■ WORK ORDER
Up to and including the line containing "use codescope_codebase_indexer::PathFilterSet;", please reproduce the lines of the listing below, starting from the top.

■ DATA SUPPLIED
mod common;

use codescope_codebase_indexer::BuildOutcome;
use codescope_codebase_indexer::CodebaseIndexer;
use codescope_codebase_indexer::FileChange;
use codescope_codebase_indexer::IndexerConfig;
use codescope_codebase_indexer::IndexerError;
use codescope_codebase_indexer::PathFilterSet;
use codescope_codebase_indexer::ReferenceLocation;
use codescope_codebase_indexer::UpdateOutcome;
use codescope_codebase_indexer::discover;
use codescope_embeddings::EmbeddingManager;
use codescope_symbol_extractor::Position;
use codescope_symbol_extractor::Range;
use common::GatedEmbedder;
use common::UnreliableEmbedder;
use common::manager;
use common::write_file;
use pretty_assertions::assert_eq;
use std::sync::Arc;
use std::time::Duration;
use tempfile::TempDir;

fn root_of(temp_dir: &TempDir) -> std::path::PathBuf {
    dunce::canonicalize(temp_dir.path()).expect("Failed to canonicalize")
}

#[tokio::test]
async fn broken_file_does_not_abort_the_build() {
    let temp_dir = TempDir::new().expect("Failed to create temp dir");
    let root = root_of(&temp_dir);
    let config_rs = write_file(
        &root,
        "src/config.rs",
        "pub fn load_config(path: &str) -> String {\n    path.to_string()\n}\n",
    );
    let broken_rs = write_file(&root, "src/broken.rs", "fn broken( {\n");
    let main_rs = write_file(
        &root,
        "src/main.rs",
        "fn main() {\n    let cfg = load_config(\"app.toml\");\n    println!(\"{}\", cfg);\n}\n",
    );

    let indexer = CodebaseIndexer::new(IndexerConfig::with_roots([&root]))
        .expect("Failed to create indexer");
    let outcome = indexer.build(None).await.expect("Failed to build");
    let report = outcome.report().expect("build should complete");

    assert_eq!(report.files_indexed, 3);
    assert_eq!(report.files_with_errors, 1);

    let config_entry = indexer.entry(&config_rs).await.expect("config indexed");
    assert!(config_entry.parse_error.is_none());
    assert_eq!(config_entry.symbols.len(), 1);
    assert_eq!(config_entry.symbols[0].name, "load_config");

    let broken_entry = indexer.entry(&broken_rs).await.expect("broken indexed");
    assert!(broken_entry.symbols.is_empty());
    assert!(broken_entry.parse_error.is_some());

    let main_entry = indexer.entry(&main_rs).await.expect("main indexed");
    assert!(main_entry.parse_error.is_none());
    assert_eq!(main_entry.symbols[0].name, "main");

    let load_config = &config_entry.symbols[0];
    let refs = indexer.references_of(&load_config.id()).await;
    assert_eq!(
        refs,
        vec![ReferenceLocation {
            path: main_rs.clone(),
            range: Range::new(Position::new(1, 14), Position::new(1, 25)),
            symbol: load_config.id(),
        }]
    );
}

#[tokio::test]
async fn one_entry_per_discovered_file() {
    let temp_dir = TempDir::new().expect("Failed to create temp dir");
    let root = root_of(&temp_dir);
    write_file(&root, "lib.rs", "pub mod util;\n");
    write_file(&root, "util.rs", "pub fn helper() {}\n");
    write_file(&root, "scripts/run.py", "def run():\n    pass\n");
    write_file(&root, "web/app.ts", "export function start(): void {}\n");
    write_file(&root, "README.md", "# project\n");
    write_file(&root, "target/debug/out.rs", "fn generated() {}\n");
    write_file(&root, "dist/bundle.js", "function bundled() {}\n");

    let indexer = CodebaseIndexer::new(IndexerConfig::with_roots([&root]))
        .expect("Failed to create indexer");
    indexer.build(None).await.expect("Failed to build");

    let filters = Arc::new(PathFilterSet::new(&[root.clone()], &[], true).expect("filters"));
    let discovered = discover(&[root.clone()], &filters).files;

    assert_eq!(indexer.paths().await, discovered);
    assert_eq!(discovered.len(), 5);

    // Markdown has no extractor: indexed as text, no error.
    let readme = indexer
        .entry(&root.join("README.md"))
        .await
        .expect("readme indexed");
    assert!(readme.symbols.is_empty());
    assert!(readme.parse_error.is_none());
}

#[tokio::test]
async fn find_symbol_at_returns_innermost() {
    let temp_dir = TempDir::new().expect("Failed to create temp dir");
    let root = root_of(&temp_dir);
    let net = write_file(
        &root,
        "net.rs",
        "mod net {\n    pub fn connect() {\n        let retries = 3;\n    }\n}\n",
    );

    let indexer = CodebaseIndexer::new(IndexerConfig::with_roots([&root]))
        .expect("Failed to create indexer");
    indexer.build(None).await.expect("Failed to build");

    let inner = indexer
        .find_symbol_at(&net, Position::new(2, 8))
        .await
        .expect("symbol at position");
    assert_eq!(inner.name, "connect");
    assert_eq!(inner.container.as_deref(), Some("net"));

    let outer = indexer
        .find_symbol_at(&net, Position::new(0, 4))
        .await
        .expect("symbol at position");
    assert_eq!(outer.name, "net");

    assert!(indexer.find_symbol_at(&net, Position::new(9, 0)).await.is_none());
}

#[tokio::test]
async fn second_build_while_building_is_busy_and_changes_nothing() {
    let temp_dir = TempDir::new().expect("Failed to create temp dir");
    let root = root_of(&temp_dir);
    let lib = write_file(&root, "lib.rs", "pub fn stable() {}\n");

    let (embedder, gate) = GatedEmbedder::new();
    let indexer = CodebaseIndexer::builder(IndexerConfig::with_roots([&root]))
        .embeddings(manager(embedder.clone()))
        .build()
        .expect("Failed to create indexer");
    indexer.build(None).await.expect("Failed to build");

    let generation = indexer.generation().await;
    let stats = indexer.stats().await;
    let lib_entry = indexer.entry(&lib).await.expect("lib indexed");

    gate.send_replace(false);
    write_file(&root, "extra.rs", "pub fn extra() {}\n");
    let background = {
        let indexer = indexer.clone();
        tokio::spawn(async move { indexer.build(None).await })
    };
    embedder.entered.notified().await;

    let outcome = indexer.build(None).await.expect("busy is not an error");
    assert_eq!(outcome, BuildOutcome::Busy);
    assert_eq!(
        indexer.update(FileChange::Changed(lib.clone())).await.expect("update"),
        UpdateOutcome::SkippedBuildInProgress
    );

    assert_eq!(indexer.generation().await, generation);
    assert_eq!(indexer.stats().await, stats);
    let unchanged = indexer.entry(&lib).await.expect("lib indexed");
    assert!(Arc::ptr_eq(&lib_entry, &unchanged));
    assert!(indexer.symbols_named("extra").await.is_empty());

    gate.send_replace(true);
    let finished = background
        .await
        .expect("build task panicked")
        .expect("Failed to build");
    assert!(!finished.is_busy());
    assert!(indexer.generation().await > generation);
    assert_eq!(indexer.symbols_named("extra").await.len(), 1);
}

#[tokio::test]
async fn build_is_busy_while_an_update_is_in_flight() {
    let temp_dir = TempDir::new().expect("Failed to create temp dir");
    let root = root_of(&temp_dir);
    let lib = write_file(&root, "lib.rs", "pub fn original() {}\n");

    let (embedder, gate) = GatedEmbedder::new();
    let indexer = CodebaseIndexer::builder(IndexerConfig::with_roots([&root]))
        .embeddings(manager(embedder.clone()))
        .build()
        .expect("Failed to create indexer");
    indexer.build(None).await.expect("Failed to build");
    let generation = indexer.generation().await;

    gate.send_replace(false);
    write_file(&root, "lib.rs", "pub fn edited() {}\n");
    let pending_update = {
        let indexer = indexer.clone();
        let lib = lib.clone();
        tokio::spawn(async move { indexer.update(FileChange::Changed(lib)).await })
    };
    embedder.entered.notified().await;

    // The build must not slip in under the update and be overwritten by it.
    write_file(&root, "lib.rs", "pub fn newest() {}\n");
    let outcome = indexer.build(None).await.expect("busy is not an error");
    assert_eq!(outcome, BuildOutcome::Busy);
    assert_eq!(indexer.generation().await, generation);

    gate.send_replace(true);
    let updated = pending_update
        .await
        .expect("update task panicked")
        .expect("Failed to update");
    assert_eq!(updated, UpdateOutcome::Reindexed);
    assert_eq!(indexer.symbols_named("edited").await.len(), 1);

    let rebuilt = indexer.build(None).await.expect("Failed to build");
    assert!(!rebuilt.is_busy());
    assert_eq!(indexer.symbols_named("newest").await.len(), 1);
    assert!(indexer.symbols_named("edited").await.is_empty());
    let entry = indexer.entry(&lib).await.expect("lib indexed");
    assert_eq!(entry.content, "pub fn newest() {}\n");
}

#[tokio::test]
async fn delete_during_build_is_skipped() {
    let temp_dir = TempDir::new().expect("Failed to create temp dir");
    let root = root_of(&temp_dir);
    let lib = write_file(&root, "lib.rs", "pub fn kept() {}\n");

    let (embedder, gate) = GatedEmbedder::new();
    let indexer = CodebaseIndexer::builder(IndexerConfig::with_roots([&root]))
        .embeddings(manager(embedder.clone()))
        .build()
        .expect("Failed to create indexer");
    indexer.build(None).await.expect("Failed to build");

    gate.send_replace(false);
    let background = {
        let indexer = indexer.clone();
        tokio::spawn(async move { indexer.build(None).await })
    };
    embedder.entered.notified().await;

    assert_eq!(
        indexer.update(FileChange::Deleted(lib.clone())).await.expect("update"),
        UpdateOutcome::SkippedBuildInProgress
    );
    assert!(indexer.entry(&lib).await.is_some());

    gate.send_replace(true);
    background
        .await
        .expect("build task panicked")
        .expect("Failed to build");
    assert_eq!(indexer.symbols_named("kept").await.len(), 1);
}

#[tokio::test]
async fn embedding_failures_and_timeouts_do_not_fail_the_build() {
    let temp_dir = TempDir::new().expect("Failed to create temp dir");
    let root = root_of(&temp_dir);
    let fine = write_file(&root, "fine.rs", "pub fn healthy() {}\n");
    let failing = write_file(&root, "failing.rs", "pub fn explode() {}\n");
    let hanging = write_file(&root, "hanging.rs", "pub fn stall() {}\n");

    let embedder = Arc::new(UnreliableEmbedder::new("explode", "stall"));
    let embeddings = EmbeddingManager::with_limits(embedder, 1000, Duration::from_millis(200));
    let indexer = CodebaseIndexer::builder(IndexerConfig::with_roots([&root]))
        .embeddings(embeddings)
        .build()
        .expect("Failed to create indexer");

    let outcome = tokio::time::timeout(Duration::from_secs(30), indexer.build(None))
        .await
        .expect("build must not wait on a hung provider")
        .expect("Failed to build");
    let report = outcome.report().expect("build should complete");

    assert_eq!(report.files_indexed, 3);
    assert_eq!(report.files_with_errors, 0);
    // File and symbol embeddings of `fine.rs`.
    assert_eq!(report.embeddings_computed, 2);
    // One file and one symbol embedding each for the other two files.
    assert_eq!(report.embeddings_failed, 4);

    for path in [&failing, &hanging] {
        let entry = indexer.entry(path).await.expect("entry indexed");
        assert!(entry.embedding.is_none());
        assert_eq!(entry.symbols.len(), 1);
        assert!(entry.symbols[0].embedding.is_none());
    }

    let entry = indexer.entry(&fine).await.expect("entry indexed");
    assert_eq!(entry.embedding, Some(vec![1.0, 0.0]));
    assert_eq!(entry.symbols[0].embedding, Some(vec![1.0, 0.0]));

    let stats = indexer.stats().await;
    assert_eq!(stats.file_embeddings, 1);
    assert_eq!(stats.symbol_embeddings, 1);
}

#[tokio::test]
async fn handles_from_an_old_generation_are_rejected() {
    let temp_dir = TempDir::new().expect("Failed to create temp dir");
    let root = root_of(&temp_dir);
    let lib = write_file(&root, "lib.rs", "pub fn target() {}\n");

    let indexer = CodebaseIndexer::new(IndexerConfig::with_roots([&root]))
        .expect("Failed to create indexer");
    indexer.build(None).await.expect("Failed to build");

    let handle = indexer
        .symbol_handle_at(&lib, Position::new(0, 8))
        .await
        .expect("handle");
    let symbol = indexer
        .find_symbol_at(&lib, Position::new(0, 8))
        .await
        .expect("symbol");
    let location = ReferenceLocation {
        path: root.join("other.rs"),
        range: Range::new(Position::new(3, 0), Position::new(3, 6)),
        symbol: symbol.id(),
    };

    indexer
        .attach_reference(&handle, location.clone())
        .await
        .expect("current handle is accepted");

    indexer.build(None).await.expect("Failed to rebuild");
    let err = indexer
        .attach_reference(&handle, location)
        .await
        .expect_err("stale handle must fail");
    assert!(matches!(err, IndexerError::StaleGeneration { .. }));
    assert!(indexer.references_of(&symbol.id()).await.is_empty());
}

■ SOLUTION FOR THIS PROBLEM
mod common;

use codescope_codebase_indexer::BuildOutcome;
use codescope_codebase_indexer::CodebaseIndexer;
use codescope_codebase_indexer::FileChange;
use codescope_codebase_indexer::IndexerConfig;
use codescope_codebase_indexer::IndexerError;
use codescope_codebase_indexer::PathFilterSet;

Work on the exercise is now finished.